Gerry Simpson is a Professor of International Law at the London School of Economics and Political Science. He previously taught at the University of Melbourne and the Australian National University. He is the author of Great Powers and Outlaw States (Cambridge University Press, 2004) and Law, War and Crime: War Crimes Trials and the Reinvention of International Law (Polity Press, 2007).
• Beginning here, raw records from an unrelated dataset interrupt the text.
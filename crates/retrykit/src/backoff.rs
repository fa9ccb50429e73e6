// -------------------------------------------------------------------------------------------------
//  Copyright (C) 2015-2025 Nautech Systems Pty Ltd. All rights reserved.
//  https://nautechsystems.io
//
//  Licensed under the GNU Lesser General Public License Version 3.0 (the "License");
//  You may not use this file except in compliance with the License.
//  You may obtain a copy of the License at https://www.gnu.org/licenses/lgpl-3.0.en.html
//
//  Unless required by applicable law or agreed to in writing, software
//  distributed under the License is distributed on an "AS IS" BASIS,
//  WITHOUT WARRANTIES OR CONDITIONS OF ANY KIND, either express or implied.
//  See the License for the specific language governing permissions and
//  limitations under the License.
// -------------------------------------------------------------------------------------------------

//! Exponential backoff delay computation with symmetric jitter.
//!
//! Delays grow geometrically with the attempt number and carry a uniformly
//! distributed jitter of up to ±10% of the ideal delay, so that many clients
//! failing at the same moment do not retry in lockstep. The computation is a
//! pure function of the attempt number and the governing policy; the executor
//! owns the attempt counter.

use std::time::Duration;

use rand::RngExt;

use crate::policy::RetryPolicy;

/// Fraction of the ideal delay used as the jitter amplitude.
pub const JITTER_RATIO: f64 = 0.1;

/// Computes the backoff delay after the given failed attempt.
///
/// The ideal delay is `initial_delay_ms * backoff_multiplier^(attempt - 1)`,
/// jittered by a uniform draw from ±[`JITTER_RATIO`] of itself and then capped
/// at `max_delay_ms`. The cap is applied after jittering, so delays near the
/// ceiling jitter downward only. The jittered value cannot go negative because
/// the jitter amplitude is bounded by a fraction of the ideal delay.
///
/// `attempt` is 1-based: pass the number of the attempt that just failed.
#[must_use]
pub fn compute_delay(attempt: u32, policy: &RetryPolicy) -> Duration {
    debug_assert!(attempt >= 1, "attempt numbers are 1-based");

    let exponent = f64::from(attempt.saturating_sub(1));
    let ideal = policy.initial_delay_ms as f64 * policy.backoff_multiplier.powf(exponent);
    let jitter = ideal * JITTER_RATIO * rand::rng().random_range(-1.0..=1.0);
    let capped = (ideal + jitter).min(policy.max_delay_ms as f64);
    Duration::from_millis(capped as u64)
}
//! Per-connection byte buffers.
//!
//! The read side is a fixed-capacity region filled from the socket and
//! drained by the framing loop with shift-down `consume` semantics. The
//! write side holds bytes accepted for delivery until the socket can take
//! them, with a soft cap that turns slow consumers into dropped deliveries
//! instead of unbounded memory.

use std::io::{self, Write};

/// Fixed-capacity read buffer. The valid region is `[0, len)`.
pub struct ReadBuffer {
    buf: Box<[u8]>,
    len: usize,
}

impl ReadBuffer {
    pub fn with_capacity(capacity: usize) -> Self {
        Self {
            buf: vec![0u8; capacity].into_boxed_slice(),
            len: 0,
        }
    }

    /// Bytes read but not yet consumed.
    pub fn data(&self) -> &[u8] {
        &self.buf[..self.len]
    }

    /// Unfilled region for the socket to read into.
    pub fn spare(&mut self) -> &mut [u8] {
        &mut self.buf[self.len..]
    }

    /// Record `n` bytes appended into the spare region.
    pub fn advance(&mut self, n: usize) {
        debug_assert!(self.len + n <= self.buf.len());
        self.len += n;
    }

    /// Drop the first `n` bytes, shifting the tail `[n, len)` down to the
    /// front. Bytes beyond `n` keep their values and order.
    pub fn consume(&mut self, n: usize) {
        debug_assert!(n <= self.len);
        self.buf.copy_within(n..self.len, 0);
        self.len -= n;
    }

    pub fn len(&self) -> usize {
        self.len
    }

    pub fn is_empty(&self) -> bool {
        self.len == 0
    }

    pub fn is_full(&self) -> bool {
        self.len == self.buf.len()
    }
}

/// Pending-write buffer with a soft capacity cap.
///
/// `[pos, buf.len())` is the unsent region; the prefix is compacted away
/// once it grows past half the cap so the Vec does not creep.
pub struct WriteBuffer {
    buf: Vec<u8>,
    pos: usize,
    capacity: usize,
}

impl WriteBuffer {
    pub fn with_capacity(capacity: usize) -> Self {
        Self {
            buf: Vec::new(),
            pos: 0,
            capacity,
        }
    }

    /// Accept `bytes` for later transmission. Fails with `WouldBlock` when
    /// the pending region would exceed the cap; the caller drops the
    /// delivery (QoS 0).
    pub fn queue(&mut self, bytes: &[u8]) -> io::Result<()> {
        if self.pending_len() + bytes.len() > self.capacity {
            return Err(io::Error::new(
                io::ErrorKind::WouldBlock,
                "write buffer full",
            ));
        }
        self.buf.extend_from_slice(bytes);
        Ok(())
    }

    /// Write as much pending data as the sink accepts. Returns `Ok(true)`
    /// when fully drained, `Ok(false)` when the sink would block with bytes
    /// still pending.
    pub fn write_to<W: Write>(&mut self, sink: &mut W) -> io::Result<bool> {
        while self.pos < self.buf.len() {
            match sink.write(&self.buf[self.pos..]) {
                Ok(0) => {
                    return Err(io::Error::new(
                        io::ErrorKind::WriteZero,
                        "connection closed while writing",
                    ))
                }
                Ok(n) => {
                    self.pos += n;
                }
                Err(e) if e.kind() == io::ErrorKind::WouldBlock => {
                    self.compact();
                    return Ok(false);
                }
                Err(e) if e.kind() == io::ErrorKind::Interrupted => continue,
                Err(e) => return Err(e),
            }
        }

        self.buf.clear();
        self.pos = 0;
        Ok(true)
    }

    pub fn pending_len(&self) -> usize {
        self.buf.len() - self.pos
    }

    pub fn has_pending(&self) -> bool {
        self.pos < self.buf.len()
    }

    fn compact(&mut self) {
        if self.pos > self.capacity / 2 {
            self.buf.drain(..self.pos);
            self.pos = 0;
        }
    }
}
impl<'a> Reader<'a> {
    fn new(buf: &'a [u8]) -> Self {
        Self { buf, pos: 0 }
    }

    fn remaining(&self) -> usize {
        self.buf.len() - self.pos
    }

    fn u8(&mut self) -> Result<u8> {
        if self.remaining() < 1 {
            return Err(ProtocolError::IncompletePacket { needed: 1, have: 0 }.into());
        }
        let b = self.buf[self.pos];
        self.pos += 1;
        Ok(b)
    }

    fn u16(&mut self) -> Result<u16> {
        if self.remaining() < 2 {
            return Err(ProtocolError::IncompletePacket {
                needed: 2,
                have: self.remaining(),
            }
            .into());
        }
        let val = u16::from_be_bytes([self.buf[self.pos], self.buf[self.pos + 1]]);
        self.pos += 2;
        Ok(val)
    }

    fn take(&mut self, len: usize) -> Result<&'a [u8]> {
        if self.remaining() < len {
            return Err(ProtocolError::IncompletePacket {
                needed: len,
                have: self.remaining(),
            }
            .into());
        }
        let bytes = &self.buf[self.pos..self.pos + len];
        self.pos += len;
        Ok(bytes)
    }

    /// 16-bit big-endian length-prefixed UTF-8 string.
    fn string(&mut self) -> Result<String> {
        let len = self.u16()? as usize;
        let bytes = self.take(len)?;
        String::from_utf8(bytes.to_vec()).map_err(|_| ProtocolError::InvalidUtf8.into())
    }

    /// 16-bit big-endian length-prefixed binary data.
    fn binary(&mut self) -> Result<Vec<u8>> {
        let len = self.u16()? as usize;
        Ok(self.take(len)?.to_vec())
    }
}

/// Try to decode one complete packet from `buf`.
///
/// Returns `Ok(Some((packet, bytes_consumed)))` on success, `Ok(None)` when
/// the buffer does not yet hold a whole packet, `Err` on protocol errors.
/// `max_packet_size` caps the total frame size; oversized frames are a
/// protocol error and the caller drops the connection.
pub fn decode_packet(buf: &[u8], max_packet_size: usize) -> Result<Option<(Packet, usize)>> {
    let Some(header) = FixedHeader::parse(buf)? else {
        return Ok(None);
    };

    let total = header.total_len();
    if total > max_packet_size {
        return Err(ProtocolError::PacketTooLarge {
            size: total,
            limit: max_packet_size,
        }
        .into());
    }
    if buf.len() < total {
        return Ok(None);
    }

    let packet_type = PacketType::try_from(header.packet_type)?;
    let body = &buf[header.header_len..total];

    // MQTT-3.8.1-1 / MQTT-3.10.1-1: SUBSCRIBE and UNSUBSCRIBE fixed header
    // flags must be 0b0010.
    if matches!(packet_type, PacketType::Subscribe | PacketType::Unsubscribe)
        && header.flags != 0x02
    {
        return Err(ProtocolError::MalformedPacket(format!(
            "{:?} fixed header flags must be 0x02, got {:#04x}",
            packet_type, header.flags
        ))
        .into());
    }

    let packet = match packet_type {
        PacketType::Connect => decode_connect(body)?,
        PacketType::Publish => decode_publish(header.flags, body)?,
        PacketType::Puback => Packet::Puback {
            packet_id: Reader::new(body).u16()?,
        },
        PacketType::Pubrec => Packet::Pubrec {
            packet_id: Reader::new(body).u16()?,
        },
        PacketType::Pubrel => Packet::Pubrel {
            packet_id: Reader::new(body).u16()?,
        },
        PacketType::Pubcomp => Packet::Pubcomp {
            packet_id: Reader::new(body).u16()?,
        },
        PacketType::Subscribe => decode_subscribe(body)?,
        PacketType::Unsubscribe => decode_unsubscribe(body)?,
        PacketType::Pingreq => Packet::Pingreq,
        PacketType::Disconnect => Packet::Disconnect,
        _ => {
            return Err(ProtocolError::MalformedPacket(format!(
                "unexpected packet type from client: {:?}",
                packet_type
            ))
            .into())
        }
    };

    Ok(Some((packet, total)))
}

fn decode_connect(body: &[u8]) -> Result<Packet> {
    let mut r = Reader::new(body);

    let protocol_name = r.string()?;
    if protocol_name != "MQTT" {
        return Err(ProtocolError::InvalidProtocolName(protocol_name).into());
    }

    // Level is validated by the dispatcher so a CONNACK with return code 1
    // can be sent instead of dropping the connection cold.
    let protocol_level = r.u8()?;

    let flags = r.u8()?;
    if (flags & 0x01) != 0 {
        return Err(ProtocolError::InvalidConnectFlags(flags).into());
    }
    let clean_session = (flags & 0x02) != 0;
    let will_flag = (flags & 0x04) != 0;
    let will_qos = QoS::try_from((flags >> 3) & 0x03)?;
    let will_retain = (flags & 0x20) != 0;
    let password_flag = (flags & 0x40) != 0;
    let username_flag = (flags & 0x80) != 0;

    // MQTT-3.1.2-22: password flag requires username flag.
    if !username_flag && password_flag {
        return Err(ProtocolError::InvalidConnectFlags(flags).into());
    }

    let keep_alive = r.u16()?;
    let client_id = r.string()?;

    let will = if will_flag {
        Some(Will {
            topic: r.string()?,
            message: r.binary()?,
            qos: will_qos,
            retain: will_retain,
        })
    } else {
        None
    };

    let username = if username_flag { Some(r.string()?) } else { None };
    let password = if password_flag { Some(r.binary()?) } else { None };

    Ok(Packet::Connect(Connect {
        protocol_name,
        protocol_level,
        clean_session,
        keep_alive,
        client_id,
        will,
        username,
        password,
    }))
}

fn decode_publish(flags: u8, body: &[u8]) -> Result<Packet> {
    let dup = (flags & 0x08) != 0;
    let qos = QoS::try_from((flags >> 1) & 0x03)?;
    let retain = (flags & 0x01) != 0;

    let mut r = Reader::new(body);
    let topic = r.string()?;
    if topic.is_empty() {
        return Err(ProtocolError::MalformedPacket("empty topic name".into()).into());
    }

    // QoS 0 packets carry no packet id.
    let packet_id = if qos != QoS::AtMostOnce {
        Some(r.u16()?)
    } else {
        None
    };

    let payload = r.take(r.remaining())?;

    Ok(Packet::Publish(Publish {
        dup,
        qos,
        retain,
        topic: Bytes::from(topic.into_bytes()),
        packet_id,
        payload: Bytes::copy_from_slice(payload),
    }))
}

fn decode_subscribe(body: &[u8]) -> Result<Packet> {
    let mut r = Reader::new(body);
    let packet_id = r.u16()?;

    let mut topics = Vec::new();
    while r.remaining() > 0 {
        let topic = r.string()?;
        // MQTT-4.7.3-1: a topic filter must be at least one character.
        if topic.is_empty() {
            return Err(ProtocolError::MalformedPacket("empty topic filter".into()).into());
        }
        let qos = QoS::try_from(r.u8()? & 0x03)?;
        topics.push((topic, qos));
    }

    if topics.is_empty() {
        return Err(ProtocolError::MalformedPacket("SUBSCRIBE with no topics".into()).into());
    }

    Ok(Packet::Subscribe(Subscribe { packet_id, topics }))
}

fn decode_unsubscribe(body: &[u8]) -> Result<Packet> {
    let mut r = Reader::new(body);
    let packet_id = r.u16()?;

    let mut topics = Vec::new();
    while r.remaining() > 0 {
        let topic = r.string()?;
        if topic.is_empty() {
            return Err(ProtocolError::MalformedPacket("empty topic filter".into()).into());
        }
        topics.push(topic);
    }

    if topics.is_empty() {
        return Err(ProtocolError::MalformedPacket("UNSUBSCRIBE with no topics".into()).into());
    }

    Ok(Packet::Unsubscribe(Unsubscribe { packet_id, topics }))
}

/// Encode a CONNACK. Returns bytes written.
pub fn encode_connack(connack: &Connack, buf: &mut Vec<u8>) -> usize {
    buf.push((PacketType::Connack as u8) << 4);
    buf.push(2);
    buf.push(connack.session_present as u8);
    buf.push(connack.code as u8);
    4
}

/// Encode a PUBLISH. Returns bytes written.
pub fn encode_publish(publish: &Publish, buf: &mut Vec<u8>) -> usize {
    let start = buf.len();

    let mut first = (PacketType::Publish as u8) << 4;
    if publish.dup {
        first |= 0x08;
    }
    first |= (publish.qos as u8) << 1;
    if publish.retain {
        first |= 0x01;
    }
    buf.push(first);

    let packet_id_len = if publish.qos != QoS::AtMostOnce { 2 } else { 0 };
    let remaining = 2 + publish.topic.len() + packet_id_len + publish.payload.len();
    encode_remaining_length(remaining, buf);

    buf.extend_from_slice(&(publish.topic.len() as u16).to_be_bytes());
    buf.extend_from_slice(&publish.topic);
    if let Some(id) = publish.packet_id {
        buf.extend_from_slice(&id.to_be_bytes());
    }
    buf.extend_from_slice(&publish.payload);

    buf.len() - start
}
His recent publications include The Hidden Histories of War Crimes Trials (ed. with Kevin Heller) (Oxford University Press, 2013); Beyond Victor’s Justice: The Tokyo War Crimes Trial Revisited (ed. with Yuki Tanaka and Tim McCormack) (Martinus Nijhoff Publishers, 2011) and Who’s Afraid of International Law (ed. with Raimond Gaita) (Monash University Press, 2017).
The lecture was held in English.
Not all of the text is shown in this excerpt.